ANNAPOLIS, Md. — A bill that would make it easier for abuse victims to obtain protective orders cleared the House of Delegates with a unanimous vote on Thursday.
In a news conference after the vote, Kathleen Dumais, D-Montgomery, vice chair of the House Judiciary Committee, said legislators want to balance victims’ rights with due process. But Maryland is the only state where victims must provide clear and convincing evidence of abuse to get long-term protective orders, Dumais said.
This bill would lower the burden of proof to a preponderance of the evidence, meaning it’s more likely than not that a protective order is warranted.
It is the same standard followed in medical malpractice, child custody and personal injury cases, Dumais said.
Gov. Martin O’Malley’s administration requested this bill.
The measure has been debated off-and-on for a number of years. The General Assembly has not taken up a similar bill since 2010, which was an election year. Now, however, the measure has not met any serious resistance in the House.

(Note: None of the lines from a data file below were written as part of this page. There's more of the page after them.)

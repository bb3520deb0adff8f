//! Authentication token queries.
//!
//! Tokens are opaque bearer strings with a fixed expiry. Expired tokens are
//! never returned by lookups and are purged opportunistically.

use chrono::{Duration, Utc};
use rusqlite::{Connection, OptionalExtension};
use stemforged_common::{Error, Result, UserId};
use uuid::Uuid;

use crate::models::{format_ts, parse_text, parse_ts, AuthToken, User};
use crate::queries::users::user_from_row_at;

/// Issue a token for `user_id` valid for `ttl`.
pub fn create_token(conn: &Connection, user_id: UserId, ttl: Duration) -> Result<AuthToken> {
    let now = Utc::now();
    let token = AuthToken {
        token: Uuid::new_v4().simple().to_string(),
        user_id,
        created_at: now,
        expires_at: now + ttl,
    };

    conn.execute(
        "INSERT INTO auth_tokens (token, user_id, created_at, expires_at)
         VALUES (:token, :user_id, :created_at, :expires_at)",
        rusqlite::named_params! {
            ":token": token.token,
            ":user_id": user_id.to_string(),
            ":created_at": format_ts(token.created_at),
            ":expires_at": format_ts(token.expires_at),
        },
    )
    .map_err(|e| Error::database(e.to_string()))?;

    Ok(token)
}

/// Look up an unexpired token and its user.
pub fn get_token_with_user(conn: &Connection, token: &str) -> Result<Option<(AuthToken, User)>> {
    conn.query_row(
        "SELECT t.token, t.user_id, t.created_at, t.expires_at,
                u.id, u.username, u.password_hash, u.role, u.needs_password_change, u.created_at
         FROM auth_tokens t
         INNER JOIN users u ON t.user_id = u.id
         WHERE t.token = :token AND t.expires_at > :now",
        rusqlite::named_params! {
            ":token": token,
            ":now": format_ts(Utc::now()),
        },
        |row| {
            let auth_token = AuthToken {
                token: row.get(0)?,
                user_id: parse_text(1, &row.get::<_, String>(1)?)?,
                created_at: parse_ts(2, &row.get::<_, String>(2)?)?,
                expires_at: parse_ts(3, &row.get::<_, String>(3)?)?,
            };
            Ok((auth_token, user_from_row_at(row, 4)?))
        },
    )
    .optional()
    .map_err(|e| Error::database(e.to_string()))
}

/// Revoke a token. Returns whether it existed.
pub fn delete_token(conn: &Connection, token: &str) -> Result<bool> {
    let changed = conn
        .execute("DELETE FROM auth_tokens WHERE token = ?1", [token])
        .map_err(|e| Error::database(e.to_string()))?;
    Ok(changed > 0)
}

/// Revoke all tokens of a user, e.g. after a password change.
pub fn delete_user_tokens(conn: &Connection, user_id: UserId) -> Result<usize> {
    conn.execute(
        "DELETE FROM auth_tokens WHERE user_id = ?1",
        [user_id.to_string()],
    )
    .map_err(|e| Error::database(e.to_string()))
}

/// Remove expired tokens.
pub fn delete_expired_tokens(conn: &Connection) -> Result<usize> {
    conn.execute(
        "DELETE FROM auth_tokens WHERE expires_at <= ?1",
        [format_ts(Utc::now())],
    )
    .map_err(|e| Error::database(e.to_string()))
}
use super::auth::AuthUser;
use super::error::ApiError;
use crate::pipeline::{enqueue_upload, IntakeRequest};
use crate::server::AppContext;
use axum::{
    extract::{Multipart, Path, Query, State},
    http::StatusCode,
    response::IntoResponse,
    routing::{get, post},
    Extension, Json, Router,
};
use serde::{Deserialize, Serialize};
use stemforged_common::{JobId, JobSource, JobStatus};
use stemforged_db::models::Job;
use stemforged_db::pool::get_conn;
use stemforged_db::queries::jobs;

const DEFAULT_PAGE_SIZE: u32 = 100;
const MAX_PAGE_SIZE: u32 = 1000;

pub fn api_routes() -> Router<AppContext> {
    Router::new()
        .route("/upload", post(upload))
        .route("/jobs", get(list_jobs))
        .route("/jobs/:id", get(get_job))
        .route("/tools", get(get_tools))
}

pub async fn health(State(ctx): State<AppContext>) -> impl IntoResponse {
    let stats = ctx.state.stats();
    let queue = get_conn(&ctx.db)
        .and_then(|conn| jobs::count_by_status(&conn))
        .map(|counts| {
            counts
                .into_iter()
                .map(|(status, n)| (status.as_str().to_string(), serde_json::Value::from(n)))
                .collect::<serde_json::Map<_, _>>()
        })
        .unwrap_or_default();

    Json(serde_json::json!({
        "status": "healthy",
        "version": env!("CARGO_PKG_VERSION"),
        "stats": {
            "total_processed": stats.total_processed,
            "completed": stats.completed,
            "failed": stats.failed,
            "retries": stats.retries,
            "success_rate": stats.success_rate(),
            "jobs": queue,
        }
    }))
}

/// Job as returned by the API.
#[derive(Debug, Serialize, Deserialize)]
pub struct JobView {
    pub id: JobId,
    pub filename: String,
    pub original_filename: String,
    pub status: JobStatus,
    pub error: Option<String>,
    pub last_error: Option<String>,
    pub source: JobSource,
    pub stem_types: String,
    pub retries: RetryCounts,
    pub output_path: Option<String>,
    pub created_at: String,
    pub updated_at: String,
    pub completed_at: Option<String>,
}

#[derive(Debug, Serialize, Deserialize)]
pub struct RetryCounts {
    pub metadata: u32,
    pub separation: u32,
    pub packaging: u32,
}

impl From<&Job> for JobView {
    fn from(job: &Job) -> Self {
        Self {
            id: job.id,
            filename: job.filename.clone(),
            original_filename: job.original_filename.clone(),
            status: job.status,
            error: job.error.clone(),
            last_error: job.last_error.clone(),
            source: job.source,
            stem_types: job.settings.stem_types.clone(),
            retries: RetryCounts {
                metadata: job.metadata_retries,
                separation: job.separation_retries,
                packaging: job.packaging_retries,
            },
            output_path: job.output_path.clone(),
            created_at: job.created_at.to_rfc3339(),
            updated_at: job.updated_at.to_rfc3339(),
            completed_at: job.completed_at.map(|t| t.to_rfc3339()),
        }
    }
}

#[derive(Serialize)]
struct UploadResponse {
    status: &'static str,
    message: &'static str,
    filename: String,
    job_id: JobId,
}

async fn upload(
    State(ctx): State<AppContext>,
    Extension(user): Extension<AuthUser>,
    mut multipart: Multipart,
) -> Result<impl IntoResponse, ApiError> {
    let mut file: Option<(String, Vec<u8>)> = None;
    let mut stem_types: Option<String> = None;

    while let Some(field) = multipart
        .next_field()
        .await
        .map_err(|e| ApiError::bad_request(e.to_string()))?
    {
        match field.name() {
            Some("file") => {
                let name = field.file_name().unwrap_or_default().to_string();
                let data = field
                    .bytes()
                    .await
                    .map_err(|e| ApiError::bad_request(e.to_string()))?;
                file = Some((name, data.to_vec()));
            }
            Some("stem_types") => {
                let text = field
                    .text()
                    .await
                    .map_err(|e| ApiError::bad_request(e.to_string()))?;
                stem_types = Some(text);
            }
            _ => {}
        }
    }

    let (name, data) = file.ok_or_else(|| ApiError::bad_request("No file part"))?;
    if name.trim().is_empty() {
        return Err(ApiError::bad_request("No selected file"));
    }

    let request = IntakeRequest::new(name, JobSource::Upload).with_stems(stem_types);
    let job = enqueue_upload(&ctx.pipeline, request, data).await?;
    tracing::debug!("Upload {} accepted from '{}'", job.id, user.view().username);

    Ok((
        StatusCode::ACCEPTED,
        Json(UploadResponse {
            status: "success",
            message: "File uploaded successfully",
            filename: job.filename,
            job_id: job.id,
        }),
    ))
}

#[derive(Deserialize)]
struct ListJobsQuery {
    status: Option<String>,
    limit: Option<u32>,
    offset: Option<u32>,
}

#[derive(Serialize)]
struct JobList {
    jobs: Vec<JobView>,
    total: u64,
}

async fn list_jobs(
    State(ctx): State<AppContext>,
    Query(params): Query<ListJobsQuery>,
) -> Result<Json<JobList>, ApiError> {
    let status = params
        .status
        .as_deref()
        .filter(|s| !s.is_empty())
        .map(str::parse::<JobStatus>)
        .transpose()
        .map_err(ApiError::bad_request)?;
    let limit = params.limit.unwrap_or(DEFAULT_PAGE_SIZE).min(MAX_PAGE_SIZE);
    let offset = params.offset.unwrap_or(0);

    let conn = get_conn(&ctx.db)?;
    let rows = jobs::list_jobs(&conn, status, limit, offset)?;
    let total = jobs::count_jobs(&conn, status)?;

    Ok(Json(JobList {
        jobs: rows.iter().map(JobView::from).collect(),
        total,
    }))
}

async fn get_job(
    State(ctx): State<AppContext>,
    Path(id): Path<String>,
) -> Result<Json<JobView>, ApiError> {
    let not_found = || ApiError::from(stemforged_common::Error::not_found("Job"));
    let id: JobId = id.parse().map_err(|_| not_found())?;

    let conn = get_conn(&ctx.db)?;
    let job = jobs::get_job(&conn, id)?.ok_or_else(not_found)?;
    Ok(Json(JobView::from(&job)))
}

#[derive(Serialize)]
struct ToolView {
    name: String,
    available: bool,
    version: Option<String>,
    path: Option<String>,
}

async fn get_tools() -> Result<Json<Vec<ToolView>>, ApiError> {
    let tools = tokio::task::spawn_blocking(stemforged_av::check_tools)
        .await
        .map_err(|e| ApiError::internal(format!("Tool check failed: {}", e)))?;

    Ok(Json(
        tools
            .into_iter()
            .map(|t| ToolView {
                name: t.name,
                available: t.available,
                version: t.version,
                path: t.path.map(|p| p.display().to_string()),
            })
            .collect(),
    ))
}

Dumais said it just needed a push from the judicial committees.
Judges have told committee members informally that they prefer the current standard, Dumais said. Some say they know domestic violence when they see it.

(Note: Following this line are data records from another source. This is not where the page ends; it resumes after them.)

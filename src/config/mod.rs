pub mod persist;
mod types;

pub use types::*;

use anyhow::{Context, Result};
use std::path::{Path, PathBuf};
use stemforged_common::settings::MIN_CHUNK_FLOOR_MS;

/// Load configuration from a TOML file
pub fn load_config(path: &Path) -> Result<Config> {
    let content = std::fs::read_to_string(path)
        .with_context(|| format!("Failed to read config file: {:?}", path))?;

    let config: Config = toml::from_str(&content)
        .with_context(|| format!("Failed to parse config file: {:?}", path))?;

    validate_config(&config)?;

    Ok(config)
}

/// Config file locations searched when none is given, in order.
const DEFAULT_PATHS: [&str; 4] = [
    "./config.toml",
    "./stemforged.toml",
    "~/.config/stemforged/config.toml",
    "/etc/stemforged/config.toml",
];

/// Find the config file that would be loaded, if any.
pub fn find_config_path(custom_path: Option<&Path>) -> Option<PathBuf> {
    if let Some(path) = custom_path {
        return Some(path.to_path_buf());
    }

    DEFAULT_PATHS
        .iter()
        .map(|p| PathBuf::from(shellexpand::tilde(p).as_ref()))
        .find(|p| p.exists())
}

/// Load config from default locations or return default config
pub fn load_config_or_default(custom_path: Option<&Path>) -> Result<Config> {
    match find_config_path(custom_path) {
        Some(path) => load_config(&path),
        None => Ok(Config::default()),
    }
}

/// Validate configuration
pub fn validate_config(config: &Config) -> Result<()> {
    if config.server.port == 0 {
        anyhow::bail!("Server port cannot be 0");
    }

    if config.server.auth.token_ttl_secs == 0 {
        anyhow::bail!("server.auth.token_ttl_secs must be positive");
    }

    let instance = &config.workers.instance_id;
    if instance.is_empty() || instance.contains('/') {
        anyhow::bail!("workers.instance_id must be non-empty and must not contain '/'");
    }

    let pipeline = &config.pipeline;
    if pipeline.chunk_length_ms < MIN_CHUNK_FLOOR_MS {
        anyhow::bail!(
            "pipeline.chunk_length_ms must be at least {}",
            MIN_CHUNK_FLOOR_MS
        );
    }
    if pipeline.max_retries == 0 {
        anyhow::bail!("pipeline.max_retries must be at least 1");
    }

    // An inconsistent default selection is not fatal: jobs snapshotting it fail
    // at intake or in separation with a configuration error.
    if let Err(e) = pipeline.validate() {
        tracing::warn!("Pipeline settings are inconsistent: {}", e);
    }

    if let Some(ref telegram) = config.notifications.telegram {
        if telegram.bot_token.is_empty() || telegram.chat_id.is_empty() {
            anyhow::bail!("Telegram notifications need both bot_token and chat_id");
        }
    }

    Ok(())
}

#[cfg(test)]
mod tests {
    use super::*;
    use stemforged_common::{SplitterType, StemCount};

    #[test]
    fn test_empty_config_uses_defaults() {
        let config: Config = toml::from_str("").unwrap();
        assert_eq!(config.server.port, 8080);
        assert!(config.server.auth.enabled);
        assert_eq!(config.server.auth.token_ttl_secs, 3600);
        assert_eq!(config.pipeline.stems, StemCount::FOUR);
        assert_eq!(config.pipeline.max_retries, 3);
        assert_eq!(config.paths.database_path(), PathBuf::from("./data/stemforged.db"));
    }

    #[test]
    fn test_parse_full_config() {
        let toml = r#"
            [server]
            port = 9000

            [paths]
            data_dir = "/srv/karaoke"
            output_dir = "/media/karaoke"

            [pipeline]
            splitter_type = "demucs"
            stems = 2
            stem_types = "vocals,accompaniment"
            chunking_enabled = true

            [notifications.slack]
            webhook_url = "https://hooks.slack.test/x"
        "#;
        let config: Config = toml::from_str(toml).unwrap();
        validate_config(&config).unwrap();

        assert_eq!(config.pipeline.splitter_type, SplitterType::Demucs);
        assert_eq!(config.pipeline.stems, StemCount::TWO);
        let layout = config.paths.layout();
        assert_eq!(layout.queue, PathBuf::from("/srv/karaoke/queue"));
        assert_eq!(layout.output, PathBuf::from("/media/karaoke"));
        assert!(config.notifications.slack.is_some());
    }

    #[test]
    fn test_invalid_stems_rejected_at_parse() {
        let result = toml::from_str::<Config>("[pipeline]\nstems = 3\n");
        assert!(result.is_err());
    }

    #[test]
    fn test_validate_rejects_zero_port() {
        let mut config = Config::default();
        config.server.port = 0;
        assert!(validate_config(&config).is_err());
    }

    #[test]
    fn test_validate_rejects_bad_instance_id() {
        let mut config = Config::default();
        assert_eq!(config.workers.instance_id, "main");
        config.workers.instance_id = "host/a".into();
        assert!(validate_config(&config).is_err());
        config.workers.instance_id = String::new();
        assert!(validate_config(&config).is_err());
    }

    #[test]
    fn test_load_config_from_file() {
        let dir = tempfile::tempdir().unwrap();
        let path = dir.path().join("config.toml");
        std::fs::write(&path, "[workers]\npoll_interval_ms = 50\n").unwrap();

        let config = load_config_or_default(Some(&path)).unwrap();
        assert_eq!(config.workers.poll_interval_ms, 50);
        assert!(load_config(&dir.path().join("missing.toml")).is_err());
    }
}
//! On-disk layout of the data directory.

use std::path::{Path, PathBuf};
use stemforged_common::paths::sanitize_component;
use stemforged_common::JobId;

/// Artist directory used when a track credits several artists.
pub const VARIOUS_ARTISTS: &str = "Various Artists";

#[derive(Debug, Clone, PartialEq, Eq)]
pub struct DataLayout {
    pub input: PathBuf,
    pub queue: PathBuf,
    pub metadata: PathBuf,
    pub stems: PathBuf,
    pub output: PathBuf,
    pub archive: PathBuf,
    pub error: PathBuf,
    pub logs: PathBuf,
}

impl DataLayout {
    /// Layout with every directory directly under `root`.
    pub fn under(root: &Path) -> Self {
        Self {
            input: root.join("input"),
            queue: root.join("queue"),
            metadata: root.join("metadata"),
            stems: root.join("stems"),
            output: root.join("output"),
            archive: root.join("archive"),
            error: root.join("error"),
            logs: root.join("logs"),
        }
    }

    pub fn ensure_dirs(&self) -> std::io::Result<()> {
        for dir in [
            &self.input,
            &self.queue,
            &self.metadata,
            &self.stems,
            &self.output,
            &self.archive,
            &self.error,
            &self.logs,
        ] {
            std::fs::create_dir_all(dir)?;
        }
        Ok(())
    }

    pub fn queue_file(&self, filename: &str) -> PathBuf {
        self.queue.join(filename)
    }

    /// Mirror of the job's ledger state next to the queued file.
    pub fn jobstate_file(&self, filename: &str) -> PathBuf {
        self.queue.join(format!("{}.jobstate.json", filename))
    }

    pub fn sidecar(&self, id: JobId) -> PathBuf {
        self.metadata.join(format!("{}.json", id))
    }

    /// Cover art saved for a job; `ext` has no leading dot.
    pub fn cover_file(&self, id: JobId, ext: &str) -> PathBuf {
        self.metadata.join(format!("{}.{}", id, ext))
    }

    pub fn stems_dir(&self, id: JobId) -> PathBuf {
        self.stems.join(id.to_string())
    }

    pub fn error_file(&self, filename: &str) -> PathBuf {
        self.error.join(filename)
    }

    pub fn archive_file(&self, filename: &str) -> PathBuf {
        self.archive.join(filename)
    }

    pub fn processed_log(&self) -> PathBuf {
        self.logs.join("processed.log")
    }

    /// `output/<Artist>/<Album>`, with both components sanitized.
    pub fn album_dir(&self, artist: &str, album: &str) -> PathBuf {
        let artist = if artist.contains(',') || artist.contains('&') {
            VARIOUS_ARTISTS
        } else {
            artist
        };
        self.output
            .join(sanitize_component(artist, "Unknown Artist"))
            .join(sanitize_component(album, "Unknown Album"))
    }

    /// Final location of a packaged track. `ext` includes the leading dot.
    pub fn output_file(&self, artist: &str, album: &str, title: &str, ext: &str) -> PathBuf {
        self.album_dir(artist, album)
            .join(format!("{}{}", sanitize_component(title, "Untitled"), ext))
    }
}

#[cfg(test)]
mod tests {
    use super::*;

    #[test]
    fn test_output_file_sanitizes_components() {
        let layout = DataLayout::under(Path::new("/data"));
        let path = layout.output_file("AC/DC", "Back: In Black", "Hells?Bells", ".mp3");
        assert_eq!(
            path,
            PathBuf::from("/data/output/AC_DC/Back_ In Black/Hells_Bells.mp3")
        );
    }

    #[test]
    fn test_multiple_artists_filed_under_various() {
        let layout = DataLayout::under(Path::new("/data"));
        assert_eq!(
            layout.album_dir("Simon & Garfunkel", "Bookends"),
            PathBuf::from("/data/output/Various Artists/Bookends")
        );
        assert_eq!(
            layout.album_dir("A, B", "C"),
            PathBuf::from("/data/output/Various Artists/C")
        );
    }

    #[test]
    fn test_job_paths() {
        let layout = DataLayout::under(Path::new("/d"));
        let id = JobId::new();
        assert_eq!(layout.sidecar(id), PathBuf::from(format!("/d/metadata/{}.json", id)));
        assert_eq!(layout.stems_dir(id), PathBuf::from(format!("/d/stems/{}", id)));
        assert_eq!(
            layout.jobstate_file("x.mp3"),
            PathBuf::from("/d/queue/x.mp3.jobstate.json")
        );
    }

    #[test]
    fn test_ensure_dirs() {
        let dir = tempfile::tempdir().unwrap();
        let layout = DataLayout::under(dir.path());
        layout.ensure_dirs().unwrap();
        assert!(layout.queue.is_dir());
        assert!(layout.logs.is_dir());
    }
}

Further, issuing a protective order often means forcing an accused husband or boyfriend out of his home. It can also raise new legal issues, such as child custody and insurance matters.
Last year, Maryland judges denied 1,700 petitions for lack of evidence, said Sen. Brian Frosh, D-Montgomery, chair of the Senate Judicial Proceedings Committee.

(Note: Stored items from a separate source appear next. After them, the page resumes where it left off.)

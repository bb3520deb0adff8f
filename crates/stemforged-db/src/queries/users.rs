//! User database queries.

use chrono::Utc;
use rusqlite::{Connection, OptionalExtension, Row};
use stemforged_common::{Error, Result, UserId};

use crate::models::{format_ts, parse_text, parse_ts, User, UserRole};

const COLS: &str = "id, username, password_hash, role, needs_password_change, created_at";

pub(crate) fn user_from_row_at(row: &Row, offset: usize) -> rusqlite::Result<User> {
    Ok(User {
        id: parse_text(offset, &row.get::<_, String>(offset)?)?,
        username: row.get(offset + 1)?,
        password_hash: row.get(offset + 2)?,
        role: parse_text(offset + 3, &row.get::<_, String>(offset + 3)?)?,
        needs_password_change: row.get(offset + 4)?,
        created_at: parse_ts(offset + 5, &row.get::<_, String>(offset + 5)?)?,
    })
}

fn user_from_row(row: &Row) -> rusqlite::Result<User> {
    user_from_row_at(row, 0)
}

fn map_unique(username: &str) -> impl FnOnce(rusqlite::Error) -> Error + '_ {
    move |e| {
        if e.to_string().contains("UNIQUE constraint failed") {
            Error::InvalidInput(format!("Username '{}' already exists", username))
        } else {
            Error::database(e.to_string())
        }
    }
}

/// Create a new user.
///
/// # Returns
///
/// * `Ok(User)` - The created user
/// * `Err(Error::InvalidInput)` - If the username already exists
pub fn create_user(
    conn: &Connection,
    username: &str,
    password_hash: &str,
    role: UserRole,
    needs_password_change: bool,
) -> Result<User> {
    let user = User {
        id: UserId::new(),
        username: username.to_string(),
        password_hash: password_hash.to_string(),
        role,
        needs_password_change,
        created_at: Utc::now(),
    };

    conn.execute(
        "INSERT INTO users (id, username, password_hash, role, needs_password_change, created_at)
         VALUES (:id, :username, :password_hash, :role, :needs_password_change, :created_at)",
        rusqlite::named_params! {
            ":id": user.id.to_string(),
            ":username": username,
            ":password_hash": password_hash,
            ":role": role.as_str(),
            ":needs_password_change": needs_password_change,
            ":created_at": format_ts(user.created_at),
        },
    )
    .map_err(map_unique(username))?;

    Ok(user)
}

/// Get a user by ID.
pub fn get_user(conn: &Connection, id: UserId) -> Result<Option<User>> {
    conn.query_row(
        &format!("SELECT {COLS} FROM users WHERE id = ?1"),
        [id.to_string()],
        user_from_row,
    )
    .optional()
    .map_err(|e| Error::database(e.to_string()))
}

/// Get a user by username.
pub fn get_user_by_username(conn: &Connection, username: &str) -> Result<Option<User>> {
    conn.query_row(
        &format!("SELECT {COLS} FROM users WHERE username = ?1"),
        [username],
        user_from_row,
    )
    .optional()
    .map_err(|e| Error::database(e.to_string()))
}

/// List all users ordered by username.
pub fn list_users(conn: &Connection) -> Result<Vec<User>> {
    let mut stmt = conn
        .prepare(&format!("SELECT {COLS} FROM users ORDER BY username"))
        .map_err(|e| Error::database(e.to_string()))?;
    let rows = stmt
        .query_map([], user_from_row)
        .map_err(|e| Error::database(e.to_string()))?;
    rows.collect::<rusqlite::Result<Vec<_>>>()
        .map_err(|e| Error::database(e.to_string()))
}

/// Count user accounts.
pub fn count_users(conn: &Connection) -> Result<u64> {
    conn.query_row("SELECT COUNT(*) FROM users", [], |row| row.get::<_, i64>(0))
        .map(|n| n.max(0) as u64)
        .map_err(|e| Error::database(e.to_string()))
}

/// Replace a user's password (and optionally username) and clear the
/// password-change flag.
pub fn update_credentials(
    conn: &Connection,
    id: UserId,
    new_username: Option<&str>,
    password_hash: &str,
) -> Result<User> {
    let username_for_err = new_username.unwrap_or_default();
    conn.query_row(
        &format!(
            "UPDATE users SET username = COALESCE(:username, username),
                    password_hash = :password_hash,
                    needs_password_change = 0
             WHERE id = :id
             RETURNING {COLS}"
        ),
        rusqlite::named_params! {
            ":username": new_username,
            ":password_hash": password_hash,
            ":id": id.to_string(),
        },
        user_from_row,
    )
    .optional()
    .map_err(map_unique(username_for_err))?
    .ok_or_else(|| Error::not_found("User"))
}

/// Create the initial admin account when no users exist.
///
/// The account is flagged for a password change on first login. Returns
/// `true` if an account was created.
pub fn ensure_default_admin(conn: &Connection, username: &str, password_hash: &str) -> Result<bool> {
    if count_users(conn)? > 0 {
        return Ok(false);
    }
    create_user(conn, username, password_hash, UserRole::Admin, true)?;
    Ok(true)
}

But Frosh said a dinner conversation with a friend last summer motivated him to push for a change. The friend, who is a Superior Court judge in Washington, asked why Maryland wasn’t taking care of domestic violence victims.
“And what she said to me was, ‘We keep getting folks who are moving to the District of Columbia because they can’t get protection in the state of Maryland,'” Frosh recalled Thursday.
Del. Joseph Vallario, D-Prince George’s, said abuse victims often have limited time to gather evidence before their court hearings. And because they generally don’t have attorneys at this stage, they may not realize how much evidence the judge will demand.
Long-term protective orders typically last for one year in Maryland, with options for extensions.
Dumais said the defining case for lowering the standard is a 2008 murder. Amy Castillo had requested a long-term protective order against her husband, but she couldn’t prove she needed it. Later her husband drowned their three children in the bathtub of a Baltimore hotel and stabbed himself in the neck.
The House also passed Thursday two other domestic violence bills that O’Malley requested.
One requires judges to issue protective orders to anyone sentenced to five years imprisonment for certain kinds of abuse. Current law only applies this requirement to people who actually serve a full five years, leaving a loophole for those who get early parole, said Michaele Cohen, executive director of the Maryland Network Against Domestic Violence. This bill also adds second-degree assault to the list of eligible offenses, because this charge accounts for most domestic abuse cases, Cohen said.
The other raises the penalties for any domestic violence crime committed in the presence of a minor. The increased penalty could be as high as five years imprisonment.